It’s set on the 2nd November – the Mexican day of the dead. Gabriel is a boy whose parents both died when he was young; raised by his strict aunt, he’s grown used to closing himself in his room and burying himself in the world of comic books. Today especially, he’ll do anything to blot out the outside world – the sounds of the carnival, and the garish skeletons which decorate every inch of the neighbourhood, and thoroughly freak him out.

Javan Hughes is Gabriel, and Amie Burns Walker, Isabella Marshall and Sam Worboys form a three-strong chorus: they narrate the story, perform all the puppetry, and double up as various characters. This show relies heavily on its stagecraft for its charm, and there are some lovely moments: brightly coloured fabrics are draped on lines across the stage and pulled back and forth to suggest the various scenes; they allow for a sense of Gabriel being besieged, as figures and apparitions constantly jump out at him from behind the material.

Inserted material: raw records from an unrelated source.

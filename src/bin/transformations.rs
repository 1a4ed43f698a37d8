//! A textured quad spinning around the screen's bottom right quarter
use cgmath::{vec3, Matrix4, Rad};
use learn_opengl::geometry::{RECTANGLE_INDICES, TEXTURED_RECTANGLE};
use learn_opengl::graphics::{
    ElementBufferObject, Program, Texture, TextureOptions, VertexArrayObject,
    VertexBufferObject, VertexLayout,
};
use learn_opengl::{assets, Exercise, FrameTime, Result, WindowConfig};

/// Rotation about +Z by `seconds` radians applied after moving the quad to
/// (0.5, -0.5), so it orbits the center instead of spinning in place
fn transform(seconds: f32) -> Matrix4<f32> {
    Matrix4::from_angle_z(Rad(seconds)) * Matrix4::from_translation(vec3(0.5, -0.5, 0.0))
}

struct Transformations {
    program: Program,
    container: Texture,
    face: Texture,
    vao: VertexArrayObject,
    ebo: ElementBufferObject,
    _vbo: VertexBufferObject,
}

impl Exercise for Transformations {
    fn init(_: &WindowConfig) -> Result<Self> {
        unsafe {
            let container = Texture::load(
                &assets::texture("container.png"),
                &TextureOptions::default(),
            )?;
            let face = Texture::load(
                &assets::texture("awesomeface.png"),
                &TextureOptions::default(),
            )?;

            let vao = VertexArrayObject::new();
            VertexArrayObject::bind(&vao);
            let vbo = VertexBufferObject::new(&TEXTURED_RECTANGLE);
            let ebo = ElementBufferObject::new(&RECTANGLE_INDICES);
            // position, texture coords
            VertexArrayObject::apply_layout(&VertexLayout::new(&[3, 2]));
            VertexArrayObject::unbind();
            VertexBufferObject::unbind();
            ElementBufferObject::unbind();

            let program = Program::from_files(
                &assets::shader("transformations/shader.vert"),
                &assets::shader("transformations/shader.frag"),
            )?;
            Program::bind(&program);
            program.set_int("texture1", 0)?;
            program.set_int("texture2", 1)?;

            Ok(Self {
                program,
                container,
                face,
                vao,
                ebo,
                _vbo: vbo,
            })
        }
    }

    fn render(&mut self, time: FrameTime) -> Result<()> {
        unsafe {
            gl::ClearColor(0.2, 0.3, 0.3, 1.0);
            gl::Clear(gl::COLOR_BUFFER_BIT);

            Texture::bind_to_unit(&self.container, 0);
            Texture::bind_to_unit(&self.face, 1);

            Program::bind(&self.program);
            self.program.set_mat4("transform", &transform(time.elapsed))?;
            VertexArrayObject::bind(&self.vao);
            self.ebo.draw_triangles();
        }
        Ok(())
    }
}

fn main() {
    learn_opengl::logging::init();
    learn_opengl::run::<Transformations>(WindowConfig::default())
}

#[cfg(test)]
mod tests {
    use super::*;
    use cgmath::{point3, InnerSpace, Transform};

    #[test]
    fn translates_before_rotating() {
        let origin = point3(0.0, 0.0, 0.0);
        // no rotation yet: the quad center sits at (0.5, -0.5)
        let start = transform(0.0).transform_point(origin);
        assert!((start - point3(0.5, -0.5, 0.0)).magnitude() < 1e-6);

        // a quarter turn counterclockwise moves it to (0.5, 0.5)
        let quarter = transform(std::f32::consts::FRAC_PI_2).transform_point(origin);
        assert!((quarter - point3(0.5, 0.5, 0.0)).magnitude() < 1e-6);
    }
}
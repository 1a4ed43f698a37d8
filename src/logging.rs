use env_logger::Env;

/// Initialize the logger, `RUST_LOG` overrides the default `info` filter.
///
/// Calling it more than once is harmless, later calls are ignored.
pub fn init() {
    let _ = env_logger::Builder::from_env(Env::default().default_filter_or("info"))
        .format_timestamp(None)
        .try_init();
}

The lighting is beautifully textured to suggest vision and memory, for example when Gabriel glimpses the girl next door and all we see of her is her shadow behind orange gauze, projected by a light behind her. The movement scenes are great, as Gabriel ventures out into the world to be jostled and cajoled and generally caught up in the dance of the fiesta. And best of all is the shadow puppetry, done behind a hanging red veil at the front of the stage, as Gabriel enacts an imaginary superhero story starring himself (we see the superheroes fight, complete with hovering sound-effect words), and then later, replays a real-life awkward conversation in an attempt to cast himself as a hero in the retelling.

Devised by the company with text by John Dumont, it has a host of casually lovely moments, and nicely avoids over-emphasising them. The moral is a simple one – that to embrace life involves embracing the memory of the dead – it’s touching but not too revelatory. All the fun is in the telling.

Corinne Salisbury

Do We Look Like Refugees?!
By Alecky Blythe
Assembly Rooms.
***

Alecky Blythe has pioneered what might be called ultra verbatim theatre. Not only does she ask actors to repeat the words of “real people” but she records the originals and plays them back using mini discs and earpieces.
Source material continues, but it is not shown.